Prácticamente desde toda la vida, la palabra “internado” ha sido interpretada de distintas maneras, adquiriendo sonoridades bastante distintas, esto dependiendo lugar del planeta en el que nos encontremos al momento de escucharla o leerla.

En ese sentido, cuando hablamos de internados en Nueva York estando ubicados en algún punto de los Estados Unidos, es común otorgarle al término (boarding school, en inglés) características que apuntan a una especie de “élite”, privilegios e inclusión una rica tradición.

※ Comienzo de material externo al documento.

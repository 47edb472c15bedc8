use engame_core::model::{CategoryName, placeholder_image_url};
use services::{QuizSession, Round, RoundResult, Screen};

#[derive(Clone, Debug, PartialEq, Eq)]
pub struct CategoryButtonVm {
    pub name: CategoryName,
    pub label: String,
    pub emoji: &'static str,
    pub class: &'static str,
}

#[derive(Clone, Debug, PartialEq, Eq)]
pub struct CategoryPickerVm {
    pub greeting: String,
    pub categories: Vec<CategoryButtonVm>,
}

#[derive(Clone, Debug, PartialEq, Eq)]
pub struct OptionVm {
    pub label: String,
    pub class: &'static str,
}

#[derive(Clone, Debug, PartialEq, Eq)]
pub struct FeedbackVm {
    pub correct: bool,
    pub text: String,
    pub class: &'static str,
}

#[derive(Clone, Debug, PartialEq, Eq)]
pub struct PlayingVm {
    pub category: String,
    pub score_label: String,
    pub word: String,
    pub image_src: String,
    pub placeholder_src: String,
    pub options: Vec<OptionVm>,
    pub answered: bool,
    pub feedback: Option<FeedbackVm>,
}

#[derive(Clone, Debug, PartialEq, Eq)]
pub struct FinishedVm {
    pub title: String,
    pub score_label: String,
}

#[derive(Clone, Debug, PartialEq, Eq)]
pub enum QuizScreenVm {
    Loading,
    Welcome,
    Categories(CategoryPickerVm),
    Playing(PlayingVm),
    Finished(FinishedVm),
}

/// Icon shown on a category button, picked from its name.
#[must_use]
pub fn category_emoji(name: &CategoryName) -> &'static str {
    let lower = name.as_str().to_lowercase();
    if lower.contains("colores") {
        "🎨"
    } else if lower.contains("animales") {
        "🐾"
    } else if lower.contains("comida") {
        "🍎"
    } else {
        "🎯"
    }
}

#[must_use]
pub fn map_quiz_screen(session: &QuizSession) -> QuizScreenVm {
    match session.screen() {
        Screen::Loading => QuizScreenVm::Loading,
        Screen::Welcome => QuizScreenVm::Welcome,
        Screen::CategoryPicker { player } => {
            let categories = session
                .catalog()
                .names()
                .map(|name| CategoryButtonVm {
                    name: name.clone(),
                    label: name.to_string(),
                    emoji: category_emoji(name),
                    class: if name.as_str().to_lowercase().contains("colores") {
                        "cat-btn centered"
                    } else {
                        "cat-btn"
                    },
                })
                .collect();
            QuizScreenVm::Categories(CategoryPickerVm {
                greeting: format!("✨ Bienvenido {player} ✨"),
                categories,
            })
        }
        Screen::Playing { round, .. } => {
            QuizScreenVm::Playing(map_round(round, session.settings().images_base()))
        }
        Screen::Finished { player, result } => QuizScreenVm::Finished(map_result(
            player.as_str(),
            result,
        )),
    }
}

fn map_round(round: &Round, images_base: &str) -> PlayingVm {
    let question = round.question();
    let word = question.word();
    let answer = round.answer();

    let options = question
        .options()
        .iter()
        .map(|option| {
            let class = match answer {
                Some(_) if option == word => "option-btn correct-answer",
                Some(record) if option == record.selected() => "option-btn incorrect-selected",
                _ => "option-btn",
            };
            OptionVm {
                label: option.to_string(),
                class,
            }
        })
        .collect();

    let feedback = answer.map(|record| {
        if record.is_correct() {
            FeedbackVm {
                correct: true,
                text: "✅ ¡Correcto!".to_string(),
                class: "feedback-box correct",
            }
        } else {
            FeedbackVm {
                correct: false,
                text: format!("❌ Incorrecto, la respuesta correcta era: {word}"),
                class: "feedback-box incorrect",
            }
        }
    });

    PlayingVm {
        category: round.category().to_string(),
        score_label: format!("Puntuación: {}", round.score()),
        word: word.to_string(),
        image_src: question.item().image().resolve(images_base),
        placeholder_src: placeholder_image_url(word),
        options,
        answered: answer.is_some(),
        feedback,
    }
}

fn map_result(player: &str, result: &RoundResult) -> FinishedVm {
    FinishedVm {
        title: format!("🎉 ¡Felicitaciones {player}! 🎉"),
        score_label: format!("Tu puntuación es: {} / {}", result.score(), result.total()),
    }
}

#[cfg(test)]
mod tests {
    use super::*;
    use engame_core::Catalog;
    use engame_core::model::QuizSettings;
    use std::sync::Arc;

    fn session() -> QuizSession {
        let catalog = Arc::new(Catalog::builtin().unwrap());
        let mut session = QuizSession::seeded(catalog, QuizSettings::default(), 4);
        session.finish_loading();
        session
    }

    fn playing(vm: QuizScreenVm) -> PlayingVm {
        match vm {
            QuizScreenVm::Playing(vm) => vm,
            other => panic!("expected playing screen, got {other:?}"),
        }
    }

    #[test]
    fn emoji_follows_category_name() {
        let name = |s: &str| CategoryName::parse(s).unwrap();
        assert_eq!(category_emoji(&name("Colores")), "🎨");
        assert_eq!(category_emoji(&name("Animales")), "🐾");
        assert_eq!(category_emoji(&name("Comida")), "🍎");
        assert_eq!(category_emoji(&name("Objetos")), "🎯");
    }

    #[test]
    fn picker_lists_catalog_in_order() {
        let mut session = session();
        session.submit_name("Ana").unwrap();
        let QuizScreenVm::Categories(vm) = map_quiz_screen(&session) else {
            panic!("expected category picker");
        };
        assert_eq!(vm.greeting, "✨ Bienvenido Ana ✨");
        let labels: Vec<_> = vm.categories.iter().map(|c| c.label.as_str()).collect();
        let names: Vec<_> = session.catalog().names().map(|n| n.as_str()).collect();
        assert_eq!(labels, names);
        assert!(vm.categories.iter().any(|c| c.class == "cat-btn centered" && c.emoji == "🎨"));
    }

    #[test]
    fn unanswered_question_has_plain_options() {
        let mut session = session();
        session.submit_name("Ana").unwrap();
        session
            .pick_category(&CategoryName::parse("Animales").unwrap())
            .unwrap();
        let vm = playing(map_quiz_screen(&session));

        assert_eq!(vm.category, "Animales");
        assert_eq!(vm.score_label, "Puntuación: 0");
        assert_eq!(vm.options.len(), 4);
        assert!(vm.options.iter().all(|o| o.class == "option-btn"));
        assert!(!vm.answered);
        assert!(vm.feedback.is_none());
        assert_eq!(vm.image_src, format!("/images/{}.png", vm.word));
        assert!(vm.placeholder_src.ends_with(&format!("text={}", vm.word)));
    }

    #[test]
    fn wrong_answer_marks_both_buttons() {
        let mut session = session();
        session.submit_name("Ana").unwrap();
        session
            .pick_category(&CategoryName::parse("Animales").unwrap())
            .unwrap();
        let before = playing(map_quiz_screen(&session));
        let wrong = before
            .options
            .iter()
            .find(|o| o.label != before.word)
            .unwrap()
            .label
            .clone();
        session.answer(&wrong).unwrap();

        let vm = playing(map_quiz_screen(&session));
        assert!(vm.answered);
        for option in &vm.options {
            let expected = if option.label == vm.word {
                "option-btn correct-answer"
            } else if option.label == wrong {
                "option-btn incorrect-selected"
            } else {
                "option-btn"
            };
            assert_eq!(option.class, expected);
        }
        let feedback = vm.feedback.unwrap();
        assert!(!feedback.correct);
        assert_eq!(
            feedback.text,
            format!("❌ Incorrecto, la respuesta correcta era: {}", vm.word)
        );
    }

    #[test]
    fn correct_answer_shows_success() {
        let mut session = session();
        session.submit_name("Ana").unwrap();
        session
            .pick_category(&CategoryName::parse("Comida").unwrap())
            .unwrap();
        let word = playing(map_quiz_screen(&session)).word;
        session.answer(&word).unwrap();

        let vm = playing(map_quiz_screen(&session));
        assert_eq!(vm.score_label, "Puntuación: 1");
        assert_eq!(vm.feedback.unwrap().class, "feedback-box correct");
    }

    #[test]
    fn finished_screen_shows_tally() {
        let mut session = session();
        session.submit_name("Ana").unwrap();
        session
            .pick_category(&CategoryName::parse("Colores").unwrap())
            .unwrap();
        while let Some(round) = session.round() {
            let word = round.question().word().to_string();
            session.answer(&word).unwrap();
            session.advance().unwrap();
        }

        let QuizScreenVm::Finished(vm) = map_quiz_screen(&session) else {
            panic!("expected finished screen");
        };
        let total = session.result().unwrap().total();
        assert_eq!(vm.title, "🎉 ¡Felicitaciones Ana! 🎉");
        assert_eq!(vm.score_label, format!("Tu puntuación es: {total} / {total}"));
    }
}
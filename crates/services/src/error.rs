//! Shared error types for the services crate.

use thiserror::Error;

use engame_core::model::TextError;

use crate::session::ScreenKind;

/// Errors emitted by `QuizSession` transitions.
#[derive(Debug, Error)]
#[non_exhaustive]
pub enum QuizError {
    #[error("invalid player name: {0}")]
    InvalidName(#[from] TextError),
    #[error("unknown category: {0}")]
    UnknownCategory(String),
    #[error("cannot {action} while on the {screen} screen")]
    UnexpectedScreen {
        action: &'static str,
        screen: ScreenKind,
    },
    #[error("the current question has not been answered yet")]
    NotAnswered,
}
impl<R: Rng> QuizSession<R> {
    #[must_use]
    pub fn with_rng(catalog: Arc<Catalog>, settings: QuizSettings, rng: R) -> Self {
        Self {
            screen: Screen::Loading,
            catalog,
            generator: QuestionGenerator::new(settings.option_count()),
            settings,
            pronouncer: Arc::new(NoopPronouncer),
            rng,
        }
    }

    #[must_use]
    pub fn with_pronouncer(mut self, pronouncer: Arc<dyn Pronouncer>) -> Self {
        self.pronouncer = pronouncer;
        self
    }

    #[must_use]
    pub fn screen(&self) -> &Screen {
        &self.screen
    }

    #[must_use]
    pub fn catalog(&self) -> &Catalog {
        &self.catalog
    }

    #[must_use]
    pub fn settings(&self) -> &QuizSettings {
        &self.settings
    }

    #[must_use]
    pub fn player(&self) -> Option<&PlayerName> {
        self.screen.player()
    }

    #[must_use]
    pub fn round(&self) -> Option<&Round> {
        match &self.screen {
            Screen::Playing { round, .. } => Some(round),
            _ => None,
        }
    }

    #[must_use]
    pub fn result(&self) -> Option<&RoundResult> {
        match &self.screen {
            Screen::Finished { result, .. } => Some(result),
            _ => None,
        }
    }

    /// Score of the round in progress or just completed; zero otherwise.
    #[must_use]
    pub fn score(&self) -> u32 {
        match &self.screen {
            Screen::Playing { round, .. } => round.score,
            Screen::Finished { result, .. } => result.score,
            _ => 0,
        }
    }

    #[must_use]
    pub fn is_answered(&self) -> bool {
        self.round().is_some_and(Round::is_answered)
    }

    /// Leave the splash screen. Has no effect anywhere else.
    pub fn finish_loading(&mut self) {
        if matches!(self.screen, Screen::Loading) {
            debug!("loading finished");
            self.screen = Screen::Welcome;
        }
    }

    /// Store the player's name and show the categories.
    ///
    /// # Errors
    ///
    /// Returns `QuizError::InvalidName` for a blank name and
    /// `QuizError::UnexpectedScreen` outside the welcome screen.
    pub fn submit_name(&mut self, raw: &str) -> Result<(), QuizError> {
        self.expect_screen(ScreenKind::Welcome, "submit a name")?;
        let player = PlayerName::parse(raw)?;
        debug!(player = %player, "name submitted");
        self.screen = Screen::CategoryPicker { player };
        Ok(())
    }

    /// Start a round over every item of `name`.
    ///
    /// # Errors
    ///
    /// Returns `QuizError::UnknownCategory` if the catalog has no such category and
    /// `QuizError::UnexpectedScreen` outside the category picker.
    pub fn pick_category(&mut self, name: &CategoryName) -> Result<ScreenKind, QuizError> {
        self.expect_screen(ScreenKind::CategoryPicker, "pick a category")?;
        let Some(category) = self.catalog.get(name) else {
            warn!(category = %name, "unknown category requested");
            return Err(QuizError::UnknownCategory(name.to_string()));
        };

        let items = category.items().to_vec();
        let used_words = HashSet::new();
        let generated = self.generator.generate(&items, &used_words, &mut self.rng);
        info!(category = %name, items = items.len(), "round started");

        self.screen = match std::mem::replace(&mut self.screen, Screen::Loading) {
            Screen::CategoryPicker { player } => match generated {
                Generated::Question(question) => Screen::Playing {
                    player,
                    round: Round {
                        category: name.clone(),
                        items,
                        used_words,
                        question,
                        answer: None,
                        score: 0,
                    },
                },
                Generated::Exhausted => Screen::Finished {
                    player,
                    result: RoundResult {
                        category: name.clone(),
                        score: 0,
                        total: items.len(),
                        used_words,
                    },
                },
            },
            other => other,
        };
        Ok(self.screen.kind())
    }

    /// Grade `option` against the current question.
    ///
    /// The correct word is marked as used and pronounced whether or not the
    /// pick was right. A second answer to the same question is ignored.
    ///
    /// # Errors
    ///
    /// Returns `QuizError::UnexpectedScreen` when no round is in progress.
    pub fn answer(&mut self, option: &str) -> Result<AnswerOutcome, QuizError> {
        let screen = self.screen.kind();
        let Screen::Playing { round, .. } = &mut self.screen else {
            return Err(QuizError::UnexpectedScreen {
                action: "answer",
                screen,
            });
        };

        if round.answer.is_some() {
            debug!(option, "question already answered; ignoring");
            return Ok(AnswerOutcome::Ignored);
        }

        let correct = round.question.is_correct(option);
        if correct {
            round.score += 1;
        }
        let correct_word = round.question.word().clone();
        round.used_words.insert(correct_word.clone());
        round.answer = Some(AnswerRecord {
            selected: option.to_string(),
            correct,
        });
        debug!(
            option,
            expected = %correct_word,
            correct,
            score = round.score,
            "answer recorded"
        );

        let feedback = AnswerFeedback {
            correct,
            selected: option.to_string(),
            correct_word,
            score: round.score,
        };
        self.pronouncer.pronounce(&feedback.correct_word);
        Ok(AnswerOutcome::Recorded(feedback))
    }

    /// Say the revealed answer again. Returns whether anything was pronounced.
    pub fn replay_pronunciation(&self) -> bool {
        match self.round() {
            Some(round) if round.is_answered() => {
                self.pronouncer.pronounce(round.question.word());
                true
            }
            _ => false,
        }
    }

    /// Move past an answered question.
    ///
    /// # Errors
    ///
    /// Returns `QuizError::NotAnswered` if the current question is still open and
    /// `QuizError::UnexpectedScreen` when no round is in progress.
    pub fn advance(&mut self) -> Result<AdvanceOutcome, QuizError> {
        let screen = self.screen.kind();
        let Screen::Playing { round, .. } = &mut self.screen else {
            return Err(QuizError::UnexpectedScreen {
                action: "advance",
                screen,
            });
        };

        if round.answer.is_none() {
            return Err(QuizError::NotAnswered);
        }

        match self
            .generator
            .generate(&round.items, &round.used_words, &mut self.rng)
        {
            Generated::Question(question) => {
                round.question = question;
                round.answer = None;
                debug!(remaining = round.remaining(), "next question");
                return Ok(AdvanceOutcome::NextQuestion);
            }
            Generated::Exhausted => {}
        }

        self.screen = match std::mem::replace(&mut self.screen, Screen::Loading) {
            Screen::Playing { player, round } => Screen::Finished {
                player,
                result: round.into_result(),
            },
            other => other,
        };
        let (score, total) = self
            .result()
            .map_or((0, 0), |result| (result.score, result.total));
        info!(score, total, "round finished");
        Ok(AdvanceOutcome::Finished { score, total })
    }

    /// Drop the current round and go back to the category picker.
    pub fn restart(&mut self) {
        self.screen = match std::mem::replace(&mut self.screen, Screen::Loading) {
            Screen::Playing { player, round } => {
                debug!(category = %round.category, "round abandoned");
                Screen::CategoryPicker { player }
            }
            Screen::Finished { player, .. } => Screen::CategoryPicker { player },
            other @ Screen::CategoryPicker { .. } => other,
            other => {
                warn!(screen = %other.kind(), "restart ignored");
                other
            }
        };
    }

    /// Forget the player and go back to the welcome screen.
    pub fn reset(&mut self) {
        match self.screen.kind() {
            ScreenKind::Loading => warn!("reset ignored while loading"),
            ScreenKind::Welcome => {}
            kind => {
                debug!(from = %kind, "full reset");
                self.screen = Screen::Welcome;
            }
        }
    }

    fn expect_screen(&self, expected: ScreenKind, action: &'static str) -> Result<(), QuizError> {
        let screen = self.screen.kind();
        if screen == expected {
            Ok(())
        } else {
            warn!(%screen, action, "transition rejected");
            Err(QuizError::UnexpectedScreen { action, screen })
        }
    }
}
use dioxus::document::eval;
use engame_core::model::{SpeechSettings, Word};
use services::Pronouncer;

/// Speaks words through the webview's Web Speech API.
///
/// Webviews without `speechSynthesis` silently skip the request.
#[derive(Clone, Debug)]
pub struct WebSpeechPronouncer {
    settings: SpeechSettings,
}

impl WebSpeechPronouncer {
    #[must_use]
    pub fn new(settings: SpeechSettings) -> Self {
        Self { settings }
    }
}

impl Pronouncer for WebSpeechPronouncer {
    fn pronounce(&self, word: &Word) {
        let js = speech_script(word.as_str(), self.settings.lang(), self.settings.rate());
        let _ = eval(&js);
    }
}

pub(crate) fn speech_script(word: &str, lang: &str, rate: f32) -> String {
    format!(
        r"(function() {{
            if (typeof window.speechSynthesis === 'undefined'
                || typeof window.SpeechSynthesisUtterance === 'undefined') {{
                return;
            }}
            const utterance = new SpeechSynthesisUtterance({word:?});
            utterance.lang = {lang:?};
            utterance.rate = {rate};
            window.speechSynthesis.speak(utterance);
        }})();"
    )
}
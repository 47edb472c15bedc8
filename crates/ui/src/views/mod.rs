mod categories;
mod finished;
mod loading;
mod playing;
mod quiz;
mod state;
mod welcome;

#[cfg(test)]
mod test_harness;
#[cfg(test)]
mod view_smoke;

pub use categories::CategoryPickerView;
pub use finished::FinishedView;
pub use loading::LoadingView;
pub use playing::PlayingView;
pub use quiz::QuizView;
pub use state::ViewError;
pub use welcome::WelcomeView;
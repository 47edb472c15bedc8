mod category;
pub mod media;
mod settings;
mod text;

pub use category::{Category, CategoryError, CategoryName, Item};
pub use media::{ImageRef, MediaValidationError, placeholder_image_url};
pub use settings::{
    DEFAULT_LOADING_DELAY, DEFAULT_OPTION_COUNT, QuizSettings, QuizSettingsDraft, SettingsError,
    SpeechSettings,
};
pub use text::{PlayerName, TextError, Word};
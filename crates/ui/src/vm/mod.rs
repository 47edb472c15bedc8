mod intent;
mod quiz_vm;

pub use intent::{QuizIntent, apply_intent};
pub use quiz_vm::{
    CategoryButtonVm, CategoryPickerVm, FeedbackVm, FinishedVm, OptionVm, PlayingVm,
    QuizScreenVm, category_emoji, map_quiz_screen,
};
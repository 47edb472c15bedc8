use dioxus::prelude::*;
use tracing::warn;

use crate::vm::{OptionVm, PlayingVm, QuizIntent};

#[component]
pub fn PlayingView(vm: PlayingVm, on_intent: Callback<QuizIntent>) -> Element {
    let answered = vm.answered;

    rsx! {
        div { class: "game-container",
            div { class: "category-bar",
                div { class: "category-bar-top",
                    h3 { "{vm.category}" }
                    p { class: "score", "{vm.score_label}" }
                }
                button {
                    class: "menu-btn",
                    r#type: "button",
                    onclick: move |_| on_intent.call(QuizIntent::Restart),
                    "← Menú"
                }
            }

            div { class: "content-area",
                div { class: "image-box",
                    // Keyed by word: the placeholder fallback resets with each question.
                    QuestionImage {
                        key: "{vm.word}",
                        src: vm.image_src.clone(),
                        placeholder: vm.placeholder_src.clone(),
                        alt: vm.word.clone(),
                    }
                    p { class: "instruction", "¿Cuál es la palabra correcta?" }
                }

                div { class: "options-box",
                    for option in vm.options.iter().cloned() {
                        OptionButton { key: "{option.label}", option, answered, on_intent }
                    }

                    if let Some(feedback) = vm.feedback.as_ref() {
                        div { class: feedback.class,
                            p { class: "feedback-text", "{feedback.text}" }
                        }
                        div { class: "feedback-buttons",
                            button {
                                class: "audio-btn",
                                r#type: "button",
                                onclick: move |_| on_intent.call(QuizIntent::Listen),
                                "🔊 Escuchar palabra"
                            }
                            button {
                                id: "next-question",
                                class: "next-btn",
                                r#type: "button",
                                onclick: move |_| on_intent.call(QuizIntent::Next),
                                "➡️ Siguiente"
                            }
                        }
                    }
                }
            }
        }
    }
}

#[component]
fn OptionButton(option: OptionVm, answered: bool, on_intent: Callback<QuizIntent>) -> Element {
    let label = option.label.clone();
    rsx! {
        button {
            class: option.class,
            r#type: "button",
            disabled: answered,
            onclick: move |_| on_intent.call(QuizIntent::Answer(label.clone())),
            "{option.label}"
        }
    }
}

/// Which picture a question shows. The catalog image gets one try; after a
/// load error the placeholder stays until the next question remounts this.
#[derive(Clone, Copy, Debug, Default, PartialEq, Eq)]
enum ImageSource {
    #[default]
    Catalog,
    Placeholder,
}

impl ImageSource {
    fn pick<'a>(self, src: &'a str, placeholder: &'a str) -> &'a str {
        match self {
            ImageSource::Catalog => src,
            ImageSource::Placeholder => placeholder,
        }
    }

    /// Source to switch to after a load error. `None` once the placeholder failed too.
    fn after_error(self) -> Option<Self> {
        match self {
            ImageSource::Catalog => Some(ImageSource::Placeholder),
            ImageSource::Placeholder => None,
        }
    }
}

#[component]
fn QuestionImage(src: String, placeholder: String, alt: String) -> Element {
    let mut source = use_signal(ImageSource::default);
    let current = source().pick(&src, &placeholder).to_string();

    rsx! {
        img {
            class: "word-image",
            src: "{current}",
            alt: "{alt}",
            onerror: move |_| {
                if let Some(next) = source().after_error() {
                    warn!(src = %src, "image failed to load; using placeholder");
                    source.set(next);
                }
            },
        }
    }
}
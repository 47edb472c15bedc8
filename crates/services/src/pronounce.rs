use std::sync::Mutex;

use engame_core::model::Word;

/// One-way text-to-speech capability.
///
/// Implementations must not fail loudly: when speech is unavailable the call
/// is simply dropped.
pub trait Pronouncer: Send + Sync {
    fn pronounce(&self, word: &Word);
}

/// Used when no speech backend is available.
#[derive(Debug, Clone, Copy, Default)]
pub struct NoopPronouncer;

impl Pronouncer for NoopPronouncer {
    fn pronounce(&self, _word: &Word) {}
}

/// Keeps every pronounced word. Handy in tests and headless runs.
#[derive(Debug, Default)]
pub struct RecordingPronouncer {
    spoken: Mutex<Vec<Word>>,
}

impl RecordingPronouncer {
    #[must_use]
    pub fn new() -> Self {
        Self::default()
    }

    #[must_use]
    pub fn spoken(&self) -> Vec<Word> {
        self.spoken
            .lock()
            .map(|guard| guard.clone())
            .unwrap_or_else(|poisoned| poisoned.into_inner().clone())
    }
}

impl Pronouncer for RecordingPronouncer {
    fn pronounce(&self, word: &Word) {
        let mut guard = self
            .spoken
            .lock()
            .unwrap_or_else(std::sync::PoisonError::into_inner);
        guard.push(word.clone());
    }
}
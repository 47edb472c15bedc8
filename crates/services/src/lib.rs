#![forbid(unsafe_code)]

pub mod error;
pub mod pronounce;
pub mod question;
pub mod session;

pub use error::QuizError;
pub use pronounce::{NoopPronouncer, Pronouncer, RecordingPronouncer};
pub use question::{Generated, Question, QuestionGenerator};
pub use session::{
    AdvanceOutcome, AnswerFeedback, AnswerOutcome, AnswerRecord, QuizSession, Round, RoundResult,
    Screen, ScreenKind,
};
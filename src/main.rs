fn main() {
    tracing_subscriber::fmt::init();

    if let Err(err) = bank_ledger::app::run(std::env::args()) {
        eprintln!("error: {err}");
        std::process::exit(1);
    }
}
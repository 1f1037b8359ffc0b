pub mod account;
pub mod ledger;
pub mod transaction;
use crate::{
    common::{error::LedgerError, money::Money},
    domain::{
        account::{Account, AccountKind},
        ledger::AccountLedger,
    },
    store::Store,
};

/// Demo flow: open the database (path from argv[1], default `bank_app.db`),
/// create the schema, run a deposit and a withdrawal against one savings
/// account, persist a second one, and print the transaction listing.
pub fn run<I, S>(args: I) -> Result<(), LedgerError>
where
    I: IntoIterator<Item = S>,
    S: Into<String>,
{
    let args: Vec<String> = args.into_iter().map(|s| s.into()).collect();
    let db_path = args.get(1).map(String::as_str).unwrap_or("bank_app.db");

    let mut store = Store::open(db_path)?;
    store.create_tables()?;

    let account = Account::new("ET1", "user_01", AccountKind::Savings, Money::from_major(200));
    let mut ledger = AccountLedger::new(&mut store, account);
    ledger.save()?;

    let amount = Money::from_major(50);
    let balance = ledger.deposit(amount)?;
    println!("Deposited {amount}. Current balance: {balance}");

    let amount = Money::from_major(30);
    let balance = ledger.withdraw(amount)?;
    println!("Withdrew {amount}. Current balance: {balance}");

    ledger.save()?;
    println!("{}", ledger.show_transactions());
    drop(ledger);

    let account = Account::new("RT01", "user_02", AccountKind::Savings, Money::from_major(120));
    AccountLedger::new(&mut store, account).save()?;

    Ok(())
}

Así, cuando nos referimos a un internado en un territorio anglófono (un sitio habitado por población de habla inglesa), a la mente vienen construcciones victorianas, góticas o neo-góticas majestuosas, siempre rodeadas de campus extensos que desbordan naturaleza. Pero no sólo eso, sino que también se incluye en el imaginario campos e instalaciones deportivas semiprofesionales, laboratorios de última generación y bibliotecas centenarios. Vamos, el primer mundo.

En el otro lado de la moneda, si de igual forma escuchamos de “internados en Nueva York”, pero hemos crecido y en México, España o un país hispanoparlante, lo más seguro es pensar que el término evoca a un sitio donde se castiga al joven rebelde al mismo tiempo que se le imparte disciplina.

Sin embargo, poco a poco esta es una situación que ha ido cambiando. Es verdad que aún existe una cantidad importante de internados cuyo objetivo principal es componer trayectorias erráticas, principalmente en el caso de adolescentes. Y no, no hay señales concretas que apunten a la desaparición de estos en el mediano o en el largo plazo.

Puntualizado lo anterior, durante las décadas más recientes, en países latinoamericanos se ha venido dando la aparición de internados que más bien actúan como centros educativos de excelencia. Complejos cuyo público meta no son los clásicos jóvenes rebeldes cuya conducta ha orillado a sus padres a rendirse y delegar la educación de sus hijos a terceros.

Es por todo lo aquí expuesto que, al momento de buscar internados en cualquier parte del mundo, es importantísimo estar seguros de qué tipo de institución estamos buscando, basándonos en el objetivo que perseguimos: ¿queremos que el comportamiento rebelde de un menor mejores? ¿O más bien deseamos inscribir al joven en una escuela de la máxima calidad? Así, y sólo así, será posible evitar confusiones al elegir entre uno u otro internado.